Mettre en place un grand projet informatique c’est remonter toutes ces réalités, telles qu’elles sont, comme si, au fond, l’informatique par la froideur de ses processus dévoilait ce qu’on est… vraiment, et que l’on cachait parfois un peu trop.

Mais au bout du compte, ne doutons pas un instant que si la mise en œuvre d’un grand projet informatique, véritable râteau à merdes, révèle ce que l’on est, in fine, la résultante, c’est-à-dire le projet lorsqu’il sera déployé et les outils utilisés, ne sera que le reflet de ce que nous sommes.

Parce que si les outils peuvent contribuer à enclencher certaines transformations, les véritables transformations sont d’abord culturelles, et là, le temps de l’être humain n’est plus celui de l’informatique ni de la vie des affaires, mais bien celui d’une longue sédimentation.

Alors, celles et ceux qui souhaitent sincèrement que le projet marche doivent d’une part savoir trier ce que ratisse le râteau, ou, en d’autres termes, faire preuve du discernement qui consiste à accorder à chaque merde qui remonte le degré de puanteur qui lui convient.

Et, d’autre part, nettoyer correctement ce qui doit l’être au lieu de le planquer sous le tapis, car aucun tapis n’a jamais préservé des odeurs de ce qu’il dissimule et qu’il y aura bien toujours quelqu’un un jour pour le soulever.

En substance, à ne pas tenir compte du facteur humain et de la culture, les directions de grand projet informatiques risquent bien d’occulter une grande partie de ce qui en fait le succès.
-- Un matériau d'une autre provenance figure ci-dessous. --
use anyhow::Result;
use clap::{Parser, Subcommand};
use indexer::{build_index, BuildOptions};
use std::path::PathBuf;
use tracing_subscriber::{fmt, EnvFilter};

#[derive(Parser)]
#[command(name = "indexer")]
#[command(about = "Build positional, features and reviews indices from a product catalog", long_about = None)]
struct Cli {
    #[command(subcommand)]
    command: Commands,
}

#[derive(Subcommand)]
enum Commands {
    /// Build every index from a JSONL file or a directory of JSONL files
    Build {
        /// Input path (file or directory)
        #[arg(long, env = "CATALOG_INPUT", default_value = "products.jsonl")]
        input: PathBuf,
        /// Output index directory
        #[arg(long, env = "CATALOG_INDEX_DIR", default_value = "index")]
        output: PathBuf,
        /// Skip the title forward index (disables the positional boost at query time)
        #[arg(long, default_value_t = false)]
        no_forward: bool,
    },
}

fn main() -> Result<()> {
    fmt().with_env_filter(EnvFilter::from_default_env()).init();
    let cli = Cli::parse();

    match cli.command {
        Commands::Build { input, output, no_forward } => {
            let report = build_index(&input, &output, &BuildOptions { forward_index: !no_forward })?;
            for (file, err) in &report.skipped_records {
                tracing::warn!(file = %file.display(), error = %err, "skipped record");
            }
            println!("{}", serde_json::to_string_pretty(&report.summary())?);
            Ok(())
        }
    }
}
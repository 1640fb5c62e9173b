use std::fs::File;
use std::io::BufReader;
use std::path::Path;

use serde::{
    Deserialize,
    Serialize
};
use thiserror::Error;

use crate::io::parser::ColumnSelection;
use crate::math::curve::nonparametriccurve::piecewisepolynomial::PolynomialType;
use crate::xy::analysis::NoiseOptions;

#[derive(Debug, Error)]
pub enum ConfigurationError {
    #[error("cannot open configuration: {0}")]
    IOError(#[from] std::io::Error),
    #[error("invalid configuration: {0}")]
    JsonParseError(#[from] serde_json::Error)
}

/// Tool settings; every field falls back to its default when absent.
///
/// ```json
/// {
///     "interpolation": "linear",
///     "noise": { "min_precision": 3, "max_precision": 12 },
///     "columns": { "x": 1, "y": 3 }
/// }
/// ```
#[derive(Debug, Clone, Copy, PartialEq, Default, Serialize, Deserialize)]
#[serde(default)]
pub struct Configuration {
    interpolation: PolynomialType,
    noise: NoiseOptions,
    columns: ColumnSelection
}

impl Configuration {
    pub fn new(interpolation: PolynomialType, noise: NoiseOptions, columns: ColumnSelection) -> Configuration {
        Configuration { interpolation, noise, columns }
    }

    pub fn from_reader<P: AsRef<Path>>(file_path: P) -> Result<Configuration, ConfigurationError> {
        let file = File::open(file_path)?;
        let reader = BufReader::new(file);
        Ok(serde_json::from_reader(reader)?)
    }

    pub fn from_json_str(json: &str) -> Result<Configuration, ConfigurationError> {
        Ok(serde_json::from_str(json)?)
    }

    pub fn interpolation(&self) -> PolynomialType {
        self.interpolation
    }

    pub fn noise(&self) -> &NoiseOptions {
        &self.noise
    }

    pub fn columns(&self) -> ColumnSelection {
        self.columns
    }

    pub fn set_columns(&mut self, columns: ColumnSelection) {
        self.columns = columns;
    }
}
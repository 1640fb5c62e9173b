use std::collections::HashMap;

use serde::{
    Deserialize,
    Serialize
};
use thiserror::Error;

use crate::math::curve::nonparametriccurve::nonparametriccurve::Point2D;
use crate::xy::xy::XY;

const COMMENT_PREFIX: char = '#';
const QUOTE: char = '"';
const HEADER_SEPARATORS: [char; 3] = ['\t', ':', '='];

#[derive(Debug, Error)]
pub enum ParseError {
    #[error("cannot read data: {0}")]
    Io(#[from] std::io::Error),
    #[error("column numbers start from 1, got x = {x}, y = {y}")]
    InvalidColumns { x: usize, y: usize },
    #[error("line {line} has {found} fields, {required} required")]
    FieldCount { line: usize, required: usize, found: usize },
    #[error("line {line}: bare or unterminated quote")]
    Quote { line: usize },
    #[error("no records found")]
    Empty,
    #[error("'{0}' is not a number")]
    InvalidFloat(String)
}

/// 1-based numbers of the columns holding X and Y.
#[derive(Debug, Clone, Copy, PartialEq, Eq, Serialize, Deserialize)]
#[serde(default)]
pub struct ColumnSelection {
    x: usize,
    y: usize
}

impl ColumnSelection {
    pub fn new(x: usize, y: usize) -> ColumnSelection {
        ColumnSelection { x, y }
    }

    /// X from the first column, Y from column `y`.
    pub fn y_only(y: usize) -> ColumnSelection {
        ColumnSelection { x: 1, y }
    }

    pub fn x(&self) -> usize {
        self.x
    }

    pub fn y(&self) -> usize {
        self.y
    }

    /// Zero-based (x, y) field indexes.
    pub fn indexes(&self) -> Result<(usize, usize), ParseError> {
        if self.x == 0 || self.y == 0 {
            return Err(ParseError::InvalidColumns { x: self.x, y: self.y });
        }
        Ok((self.x - 1, self.y - 1))
    }

    pub fn required_fields(&self) -> usize {
        self.x.max(self.y)
    }
}

impl Default for ColumnSelection {
    fn default() -> Self {
        ColumnSelection { x: 1, y: 2 }
    }
}

/// Parses a float that may use a decimal comma.
pub fn parse_float(s: &str) -> Result<f64, ParseError> {
    s.trim()
        .replacen(',', ".", 1)
        .parse::<f64>()
        .map_err(|_| ParseError::InvalidFloat(s.to_owned()))
}

/// Splits a header line into a (key, value) pair.
///
/// The first tab, colon or equals sign after the first character separates
/// key from value; without one the first word is the key and the remaining
/// words, single-spaced, are the value.
pub fn parse_header(line: &str) -> Option<(String, String)> {
    let header = line.trim();
    match header.find(HEADER_SEPARATORS) {
        Some(index) if index > 0 => {
            let (key, value) = header.split_at(index);
            Some((key.to_owned(), value[1..].to_owned()))
        },
        _ => {
            let mut words = header.split_whitespace();
            let key = words.next()?;
            Some((key.to_owned(), words.collect::<Vec<_>>().join(" ")))
        }
    }
}

fn is_skipped(line: &str) -> bool {
    line.trim().is_empty() || line.starts_with(COMMENT_PREFIX)
}

fn parse_pair(x: &str, y: &str) -> Option<Point2D> {
    Some(Point2D::new(parse_float(x).ok()?, parse_float(y).ok()?))
}

fn trim_leading_space(field: &str) -> &str {
    field.trim_start_matches(|c: char| c.is_whitespace() && c != '\t')
}

/// Splits one tab-separated record.
///
/// A field starting with `"` runs to the matching closing quote, which must
/// end the field; `""` inside it stands for one quote. A quote anywhere else
/// in a field is an error, as is a quoted field left open at the end of the
/// line (quoted fields do not span lines).
fn split_tsv_record(record: &str, line: usize) -> Result<Vec<String>, ParseError> {
    let mut fields = Vec::new();
    let mut rest = record;
    loop {
        let field = trim_leading_space(rest);
        let after = match field.strip_prefix(QUOTE) {
            Some(mut body) => {
                let mut value = String::new();
                let after = loop {
                    let end = body.find(QUOTE).ok_or(ParseError::Quote { line })?;
                    value.push_str(&body[..end]);
                    let tail = &body[end + 1..];
                    match tail.strip_prefix(QUOTE) {
                        Some(unescaped) => {
                            value.push(QUOTE);
                            body = unescaped;
                        },
                        None => break tail,
                    }
                };
                fields.push(value);
                if !after.is_empty() && !after.starts_with('\t') {
                    return Err(ParseError::Quote { line });
                }
                after.strip_prefix('\t')
            },
            None => {
                let (value, next) = match field.split_once('\t') {
                    Some((value, next)) => (value, Some(next)),
                    None => (field, None),
                };
                if value.contains(QUOTE) {
                    return Err(ParseError::Quote { line });
                }
                fields.push(value.to_owned());
                next
            }
        };
        match after {
            Some(next) => rest = next,
            None => return Ok(fields),
        }
    }
}

// ─────────────────────────────────────────────────────────────────────────────
// Strategies
// ─────────────────────────────────────────────────────────────────────────────

/// Strict tab-separated records. Every record has as many fields as the
/// first one; records whose selected fields are not numbers become
/// metadata.
pub(crate) fn parse_tsv(text: &str, columns: ColumnSelection) -> Result<XY, ParseError> {
    let (xcol, ycol) = columns.indexes()?;
    let records = text
        .lines()
        .enumerate()
        .filter(|(_, line)| !is_skipped(line))
        .map(|(i, line)| split_tsv_record(line, i + 1).map(|fields| (i + 1, fields)))
        .collect::<Result<Vec<(usize, Vec<String>)>, ParseError>>()?;

    let (first_line, first) = records.first().ok_or(ParseError::Empty)?;
    let width = first.len();
    if width < columns.required_fields() {
        return Err(ParseError::FieldCount {
            line: *first_line,
            required: columns.required_fields(),
            found: width,
        });
    }

    let mut points = Vec::with_capacity(records.len());
    let mut meta = HashMap::new();
    for (line, fields) in &records {
        if fields.len() != width {
            return Err(ParseError::FieldCount { line: *line, required: width, found: fields.len() });
        }
        match parse_pair(&fields[xcol], &fields[ycol]) {
            Some(point) => points.push(point),
            None => {
                meta.insert(fields[xcol].clone(), fields[ycol].clone());
            }
        }
    }
    Ok(XY::from_points(points).with_meta(meta))
}

/// Whitespace-separated fields. Lines whose selected fields are not numbers
/// are parsed as headers.
pub(crate) fn parse_whitespace(text: &str, columns: ColumnSelection) -> Result<XY, ParseError> {
    let (xcol, ycol) = columns.indexes()?;
    let required = columns.required_fields();

    let mut points = Vec::new();
    let mut meta = HashMap::new();
    for (i, line) in text.lines().enumerate() {
        if is_skipped(line) {
            continue;
        }
        let fields: Vec<&str> = line.split_whitespace().collect();
        if fields.len() < required {
            return Err(ParseError::FieldCount { line: i + 1, required, found: fields.len() });
        }
        match parse_pair(fields[xcol], fields[ycol]) {
            Some(point) => points.push(point),
            None => {
                if let Some((key, value)) = parse_header(line) {
                    meta.insert(key, value);
                }
            }
        }
    }
    Ok(XY::from_points(points).with_meta(meta))
}
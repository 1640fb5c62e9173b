use crate::math::curve::nonparametriccurve::nonparametriccurve::Point2D;
use super::xyerror::XYError;

/// Finds the inclusive index range of the samples whose X lies in `[x1, x2]`.
///
/// `data` must be sorted ascending by X. A bound beyond the data's extent
/// snaps to the first or last index. Fails with `InvalidRange` unless
/// `x1 < x2`, and with `BordersNotFound` when no sample falls inside: an
/// interval lying strictly between two neighbouring samples is an error,
/// not an empty (inverted) index pair.
pub fn find_borders(data: &[Point2D], x1: f64, x2: f64) -> Result<(usize, usize), XYError> {
    if !(x1 < x2) {
        return Err(XYError::InvalidRange { x1, x2 });
    }
    locate_window(data, x1, x2)
}

/// Same search as [`find_borders`] but also accepts the degenerate window
/// `x1 == x2`.
pub(crate) fn locate_window(data: &[Point2D], x1: f64, x2: f64) -> Result<(usize, usize), XYError> {
    let last = data.len().checked_sub(1).ok_or(XYError::EmptyData)?;
    let xmin = data[0].x();
    let xmax = data[last].x();

    let mut left = if x1 <= xmin { Some(0) } else { None };
    let mut right = if x2 >= xmax { Some(last) } else { None };
    if let (Some(l), Some(r)) = (left, right) {
        return Ok((l, r));
    }

    for (i, p) in data.iter().enumerate() {
        if left.is_none() && p.x() >= x1 {
            left = Some(i);
            if right.is_some() {
                break;
            }
        }
        if left.is_some() && right.is_none() && p.x() > x2 {
            right = i.checked_sub(1);
            break;
        }
    }

    match (left, right) {
        (Some(l), Some(r)) if l <= r => Ok((l, r)),
        _ => Err(XYError::BordersNotFound { x1, x2 }),
    }
}

#[cfg(test)]
mod tests {
    use super::*;

    fn points(xs: &[f64]) -> Vec<Point2D> {
        xs.iter().map(|&x| Point2D::new(x, x * 10.0)).collect()
    }

    #[test]
    fn finds_inner_borders() {
        let data = points(&[1.0, 2.0, 3.0, 4.0, 5.0]);
        assert_eq!(find_borders(&data, 2.0, 4.0), Ok((1, 3)));
        assert_eq!(find_borders(&data, 1.5, 3.5), Ok((1, 2)));
    }

    #[test]
    fn bounds_beyond_data_snap_to_ends() {
        let data = points(&[1.0, 2.0, 3.0, 4.0, 5.0]);
        assert_eq!(find_borders(&data, 0.0, 10.0), Ok((0, 4)));
        assert_eq!(find_borders(&data, 1.0, 5.0), Ok((0, 4)));
        assert_eq!(find_borders(&data, -3.0, 2.5), Ok((0, 1)));
        assert_eq!(find_borders(&data, 3.5, 99.0), Ok((3, 4)));
    }

    #[test]
    fn repeated_abscissas_are_all_kept() {
        let data = points(&[1.0, 2.0, 2.0, 3.0]);
        assert_eq!(find_borders(&data, 2.0, 2.5), Ok((1, 2)));
    }

    #[test]
    fn rejects_reversed_or_empty_interval() {
        let data = points(&[1.0, 2.0, 3.0]);
        assert_eq!(find_borders(&data, 3.0, 2.0), Err(XYError::InvalidRange { x1: 3.0, x2: 2.0 }));
        assert_eq!(find_borders(&data, 2.0, 2.0), Err(XYError::InvalidRange { x1: 2.0, x2: 2.0 }));
        assert!(matches!(find_borders(&data, f64::NAN, 2.0), Err(XYError::InvalidRange { .. })));
    }

    #[test]
    fn interval_without_samples_is_not_found() {
        let data = points(&[1.0, 2.0, 3.0]);
        assert_eq!(find_borders(&data, 1.2, 1.8), Err(XYError::BordersNotFound { x1: 1.2, x2: 1.8 }));
        assert_eq!(find_borders(&data, -5.0, 0.5), Err(XYError::BordersNotFound { x1: -5.0, x2: 0.5 }));
        assert_eq!(find_borders(&data, 3.5, 4.0), Err(XYError::BordersNotFound { x1: 3.5, x2: 4.0 }));
    }

    #[test]
    fn empty_data_is_reported() {
        assert_eq!(find_borders(&[], 0.0, 1.0), Err(XYError::EmptyData));
    }

    #[test]
    fn degenerate_window_selects_matching_sample() {
        let data = points(&[1.0, 2.0, 3.0]);
        assert_eq!(locate_window(&data, 3.0, 3.0), Ok((2, 2)));
        assert_eq!(locate_window(&data, 1.0, 1.0), Ok((0, 0)));
        assert_eq!(locate_window(&data, 2.0, 2.0), Ok((1, 1)));
    }
}
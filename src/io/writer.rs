use std::fmt::Display;
use std::fs;
use std::path::Path;

use crate::xy::xy::XY;

/// Metadata as sorted `key\tvalue` lines, then one `x\ty` line per sample
/// with six decimals.
impl Display for XY {
    fn fmt(&self, f: &mut std::fmt::Formatter<'_>) -> std::fmt::Result {
        let mut header: Vec<String> = self
            .meta()
            .iter()
            .map(|(key, value)| format!("{}\t{}\n", key, value))
            .collect();
        header.sort();
        for line in &header {
            f.write_str(line)?;
        }
        for p in self.points() {
            writeln!(f, "{:.6}\t{:.6}", p.x(), p.y())?;
        }
        Ok(())
    }
}

impl XY {
    pub fn write_to_file<P: AsRef<Path>>(&self, path: P) -> std::io::Result<()> {
        fs::write(path, self.to_string())
    }
}
pub mod configuration;

pub mod io {
    pub mod parser;
    pub mod reader;
    pub mod writer;
}

pub mod math {
    pub mod curve {
        pub mod curve;
        pub mod nonparametriccurve {
            pub mod nonparametriccurve;
            pub mod piecewisepolynomial;
        }
    }
    pub mod round;
}

pub mod xy {
    pub mod xy;
    pub mod xyerror;
    pub mod borders;
    pub mod overlap;
    pub mod arithmetic;
    pub mod analysis;
    pub mod noisehistogram;
    pub mod operations;
}
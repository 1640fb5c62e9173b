use thiserror::Error;

use crate::math::curve::nonparametriccurve::piecewisepolynomial::InterpolationError;

#[derive(Debug, Clone, PartialEq, Error)]
pub enum XYError {
    #[error("invalid border values: x1 ({x1}) must be less than x2 ({x2})")]
    InvalidRange { x1: f64, x2: f64 },

    #[error("X ranges do not overlap: [{lhs_min}, {lhs_max}] and [{rhs_min}, {rhs_max}]")]
    NoOverlap {
        lhs_min: f64,
        lhs_max: f64,
        rhs_min: f64,
        rhs_max: f64,
    },

    #[error("cannot find border indexes for [{x1}, {x2}]")]
    BordersNotFound { x1: f64, x2: f64 },

    #[error("empty data")]
    EmptyData,

    #[error(transparent)]
    Interpolation(#[from] InterpolationError),
}
use nalgebra::DVector;
use serde::{
    Deserialize,
    Serialize
};
use thiserror::Error;

use crate::math::curve::curve::Curve;
use crate::math::curve::nonparametriccurve::nonparametriccurve::{
    NonparametricCurve,
    Point2D
};

#[derive(Debug, Clone, PartialEq, Error)]
pub enum InterpolationError {
    #[error("interpolation needs at least {required} points, {given} given")]
    NotEnoughPoints { required: usize, given: usize },

    #[error("abscissas must be strictly increasing (violated at index {index})")]
    NotStrictlyIncreasing { index: usize },

    #[error("{xs} abscissas but {ys} ordinates given")]
    LengthMismatch { xs: usize, ys: usize },

    #[error("spline moment system is singular")]
    SingularSystem,
}

// ─────────────────────────────────────────────
// Subpolynomial
// ─────────────────────────────────────────────

/// One segment, coefficients stored highest order first for Horner evaluation
/// around `lhs_x`.
struct Subpolynomial {
    coefs: Vec<f64>,
    lhs_x: f64,
}

impl Subpolynomial {
    fn new(coefs: Vec<f64>, lhs_x: f64) -> Subpolynomial {
        Subpolynomial { coefs, lhs_x }
    }

    fn value(&self, x: f64) -> f64 {
        let x_diff = x - self.lhs_x;
        let mut result = self.coefs[0];
        for &beta in &self.coefs[1..] {
            result = f64::mul_add(result, x_diff, beta);
        }
        result
    }

    fn derivative(&self, x: f64) -> f64 {
        let order = self.coefs.len() - 1;
        if order == 0 {
            return 0.0;
        }
        let x_diff = x - self.lhs_x;
        let mut result = order as f64 * self.coefs[0];
        for (i, &beta) in self.coefs[1..order].iter().enumerate() {
            result = f64::mul_add(result, x_diff, (order - 1 - i) as f64 * beta);
        }
        result
    }
}

// ─────────────────────────────────────────────
// Coefficients
// ─────────────────────────────────────────────

fn segment_widths(points: &[Point2D]) -> Vec<f64> {
    points
        .windows(2)
        .map(|pair| pair[1].x() - pair[0].x())
        .collect()
}

fn generate_linear_coef_list(points: &[Point2D]) -> Vec<Vec<f64>> {
    points
        .windows(2)
        .map(|pair| vec![Point2D::slope(&pair[0], &pair[1]), pair[0].y()])
        .collect()
}

/// Per-segment cubic `[d, c, b, a]` from the knot second derivatives `m`:
///   S_i(x) = a + b*(x-x_i) + c*(x-x_i)^2 + d*(x-x_i)^3
fn cubic_coefs_from_moments(points: &[Point2D], h: &[f64], m: &[f64]) -> Vec<Vec<f64>> {
    (0..h.len())
        .map(|i| {
            let d = (m[i + 1] - m[i]) / (6.0 * h[i]);
            let c = m[i] / 2.0;
            let b = (points[i + 1].y() - points[i].y()) / h[i]
                  - h[i] * (2.0 * m[i] + m[i + 1]) / 6.0;
            let a = points[i].y();
            vec![d, c, b, a]
        })
        .collect()
}

/// Tridiagonal system `lower[i]*m[i-1] + diag[i]*m[i] + upper[i]*m[i+1] = rhs[i]`.
struct TridiagonalSystem {
    lower: DVector<f64>,
    diag: DVector<f64>,
    upper: DVector<f64>,
    rhs: DVector<f64>,
}

impl TridiagonalSystem {
    fn zeros(size: usize) -> TridiagonalSystem {
        TridiagonalSystem {
            lower: DVector::zeros(size),
            diag: DVector::zeros(size),
            upper: DVector::zeros(size),
            rhs: DVector::zeros(size),
        }
    }

    /// Thomas algorithm, O(n).
    fn solve(mut self) -> Result<DVector<f64>, InterpolationError> {
        let size = self.diag.len();
        for i in 1..size {
            let pivot = self.diag[i - 1];
            if pivot == 0.0 {
                return Err(InterpolationError::SingularSystem);
            }
            let w = self.lower[i] / pivot;
            self.diag[i] -= w * self.upper[i - 1];
            self.rhs[i] -= w * self.rhs[i - 1];
        }
        if self.diag[size - 1] == 0.0 {
            return Err(InterpolationError::SingularSystem);
        }

        let mut solution = DVector::zeros(size);
        solution[size - 1] = self.rhs[size - 1] / self.diag[size - 1];
        for i in (0..size - 1).rev() {
            solution[i] = (self.rhs[i] - self.upper[i] * solution[i + 1]) / self.diag[i];
        }
        Ok(solution)
    }
}

/// Interior rows come from C² continuity:
///   h[i-1]*m[i-1] + 2*(h[i-1]+h[i])*m[i] + h[i]*m[i+1]
///     = 6*((y[i+1]-y[i])/h[i] - (y[i]-y[i-1])/h[i-1])
/// Natural ends pin m[0] = m[n] = 0.
fn natural_cubic_system(points: &[Point2D], h: &[f64]) -> TridiagonalSystem {
    let n = h.len();
    let mut system = TridiagonalSystem::zeros(n + 1);
    for i in 1..n {
        system.lower[i] = h[i - 1];
        system.diag[i] = 2.0 * (h[i - 1] + h[i]);
        system.upper[i] = h[i];
        system.rhs[i] = 6.0 * (
            (points[i + 1].y() - points[i].y()) / h[i]
          - (points[i].y() - points[i - 1].y()) / h[i - 1]
        );
    }
    system.diag[0] = 1.0;
    system.diag[n] = 1.0;
    system
}

fn generate_natural_cubic_coef_list(points: &[Point2D]) -> Result<Vec<Vec<f64>>, InterpolationError> {
    let h = segment_widths(points);
    let m = natural_cubic_system(points, &h).solve()?;
    Ok(cubic_coefs_from_moments(points, &h, m.as_slice()))
}

// ─────────────────────────────────────────────
// PolynomialType
// ─────────────────────────────────────────────

#[derive(Debug, Default, PartialEq, Eq, Clone, Copy, Serialize, Deserialize)]
#[serde(rename_all = "snake_case")]
pub enum PolynomialType {
    Linear,
    #[default]
    NaturalCubic,
}

fn get_necessary_points(polynomial_type: PolynomialType) -> usize {
    match polynomial_type {
        PolynomialType::Linear       => 2,
        PolynomialType::NaturalCubic => 2, // two points degenerate to a line
    }
}

// ─────────────────────────────────────────────
// PiecewisePolynomial
// ─────────────────────────────────────────────

pub struct PiecewisePolynomial {
    max_x: f64,
    subpolynomial_list: Vec<Subpolynomial>,
}

impl PiecewisePolynomial {
    pub fn new(
        polynomial_type: PolynomialType,
        points: &[Point2D],
    ) -> Result<PiecewisePolynomial, InterpolationError> {
        let required = get_necessary_points(polynomial_type);
        if points.len() < required {
            return Err(InterpolationError::NotEnoughPoints { required, given: points.len() });
        }
        if let Some(index) = (1..points.len()).find(|&i| !(points[i].x() > points[i - 1].x())) {
            return Err(InterpolationError::NotStrictlyIncreasing { index });
        }

        let coef_list = match polynomial_type {
            PolynomialType::Linear       => generate_linear_coef_list(points),
            PolynomialType::NaturalCubic => generate_natural_cubic_coef_list(points)?,
        };

        let subpolynomial_list = coef_list
            .into_iter()
            .zip(points.iter())
            .map(|(coefs, pt)| Subpolynomial::new(coefs, pt.x()))
            .collect();

        Ok(PiecewisePolynomial {
            subpolynomial_list,
            max_x: points[points.len() - 1].x(),
        })
    }

    /// Builds the interpolant from parallel abscissa and ordinate slices.
    pub fn from_xy(
        polynomial_type: PolynomialType,
        xs: &[f64],
        ys: &[f64],
    ) -> Result<PiecewisePolynomial, InterpolationError> {
        if xs.len() != ys.len() {
            return Err(InterpolationError::LengthMismatch { xs: xs.len(), ys: ys.len() });
        }
        let points: Vec<Point2D> = xs
            .iter()
            .zip(ys.iter())
            .map(|(&x, &y)| Point2D::new(x, y))
            .collect();
        Self::new(polynomial_type, &points)
    }

    /// Values outside the knot range are extrapolated with the end segments.
    fn find_segment(&self, x: f64) -> usize {
        if x <= self.min_x() {
            0
        } else if x >= self.max_x {
            self.subpolynomial_list.len() - 1
        } else {
            self.subpolynomial_list
                .partition_point(|s| s.lhs_x <= x)
                .saturating_sub(1)
        }
    }
}

impl NonparametricCurve for PiecewisePolynomial {
    fn points(&self) -> Vec<Point2D> {
        let mut pts: Vec<Point2D> = self
            .subpolynomial_list
            .iter()
            .map(|s| Point2D::new(s.lhs_x, s.value(s.lhs_x)))
            .collect();
        if let Some(last) = self.subpolynomial_list.last() {
            pts.push(Point2D::new(self.max_x, last.value(self.max_x)));
        }
        pts
    }

    fn min_x(&self) -> f64 {
        self.subpolynomial_list[0].lhs_x
    }

    fn max_x(&self) -> f64 {
        self.max_x
    }
}

impl Curve for PiecewisePolynomial {
    fn value(&self, x: f64) -> f64 {
        let i = self.find_segment(x);
        self.subpolynomial_list[i].value(x)
    }

    fn derivative(&self, x: f64) -> f64 {
        let i = self.find_segment(x);
        self.subpolynomial_list[i].derivative(x)
    }
}
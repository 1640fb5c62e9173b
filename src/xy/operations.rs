use super::borders::find_borders;
use super::xy::XY;
use super::xyerror::XYError;

impl XY {
    /// Stable sort ascending by X; NaN abscissas go last.
    pub fn sort_by_x(&mut self) {
        self.points_mut().sort_by(|a, b| a.x().total_cmp(&b.x()));
    }

    /// Stable sort ascending by Y. Leaves the curve unsorted by X, so
    /// restore the order with [`XY::sort_by_x`] before using the core
    /// operations.
    pub fn sort_by_y(&mut self) {
        self.points_mut().sort_by(|a, b| a.y().total_cmp(&b.y()));
    }

    /// Keeps only the samples whose X lies in `[x1, x2]`.
    ///
    /// On error the curve is left untouched.
    pub fn cut(&mut self, x1: f64, x2: f64) -> Result<(), XYError> {
        let (left, right) = find_borders(self.points(), x1, x2)?;
        let data = self.points_mut();
        data.truncate(right + 1);
        data.drain(..left);
        Ok(())
    }

    /// Applies `f` to every abscissa and re-sorts.
    pub fn modify_x<F>(&mut self, f: F)
    where
        F: Fn(f64) -> f64
    {
        for p in self.points_mut().iter_mut() {
            p.set_x(f(p.x()));
        }
        self.sort_by_x();
    }

    pub fn modify_y<F>(&mut self, f: F)
    where
        F: Fn(f64) -> f64
    {
        for p in self.points_mut().iter_mut() {
            p.set_y(f(p.y()));
        }
    }
}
En résumé, la mise en œuvre des grands projets informatiques révèle la réalité des situations professionnelles mais aussi celles des compétences et de la culture internes parce que la normalisation qu’ils imposent bouscule et met à jour ce qui est immanent.

J’ai bon chef ?

Oui tu as bon mais on ne va pas en faire toute une histoire.